■ PROBLEM REQUIREMENTS:
Work through the entries that follow and state how many lines contain the word "tags". Only the number is wanted.

■ TASK MATERIAL:
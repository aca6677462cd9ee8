//! Result Deduplication
//!
//! Merges near-duplicate results by fingerprint Hamming distance while
//! preserving the metadata discovered along the way: tags and buckets are
//! unioned into the surviving result and its frequency counts the cluster
//! size. The first-seen representative of a cluster is the one kept, so the
//! pass is stable and idempotent.

use crate::fingerprint::{self, NO_SIGNATURE};
use crate::memory::SearchHit;

/// Near-duplicate merger keyed on molecular signatures
#[derive(Debug, Clone, Copy)]
pub struct Deduplicator {
    /// Hamming distance below which two results merge
    threshold: u32,
}

impl Deduplicator {
    pub fn new(threshold: u32) -> Self {
        Self { threshold }
    }

    /// Collapse near-duplicates, accumulating frequency and unioning tags
    /// and buckets. Results without a usable signature pass through; every
    /// kept result carries `frequency >= 1` so the cluster sizes always sum
    /// to the input count.
    pub fn dedup(&self, hits: Vec<SearchHit>) -> Vec<SearchHit> {
        let mut unique: Vec<SearchHit> = Vec::with_capacity(hits.len());
        // Parallel to `unique`: the signature each slot was accepted with,
        // None for sentinel/absent signatures.
        let mut accepted: Vec<Option<String>> = Vec::with_capacity(hits.len());

        for mut hit in hits {
            let frequency = hit.frequency.unwrap_or(1);
            hit.frequency = Some(frequency);

            let signature = match hit.molecular_signature.as_deref() {
                Some(sig) if sig != NO_SIGNATURE => sig.to_string(),
                _ => {
                    unique.push(hit);
                    accepted.push(None);
                    continue;
                }
            };

            let closest = accepted
                .iter()
                .enumerate()
                .filter_map(|(i, sig)| {
                    sig.as_deref().map(|s| (i, fingerprint::hamming(s, &signature)))
                })
                .min_by_key(|(_, distance)| *distance);

            match closest {
                Some((index, distance)) if distance < self.threshold => {
                    let survivor = &mut unique[index];
                    survivor.frequency =
                        Some(survivor.frequency.unwrap_or(1) + frequency);
                    merge_unique(&mut survivor.tags, hit.tags);
                    merge_unique(&mut survivor.buckets, hit.buckets);
                }
                _ => {
                    unique.push(hit);
                    accepted.push(Some(signature));
                }
            }
        }

        unique
    }
}

/// Append the elements of `incoming` not already present, preserving
/// insertion order.
fn merge_unique(into: &mut Vec<String>, incoming: Vec<String>) {
    for item in incoming {
        if !into.contains(&item) {
            into.push(item);
        }
    }
}

// ============================================================================
// TESTS
// ============================================================================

■ RESPONSE AREA:
3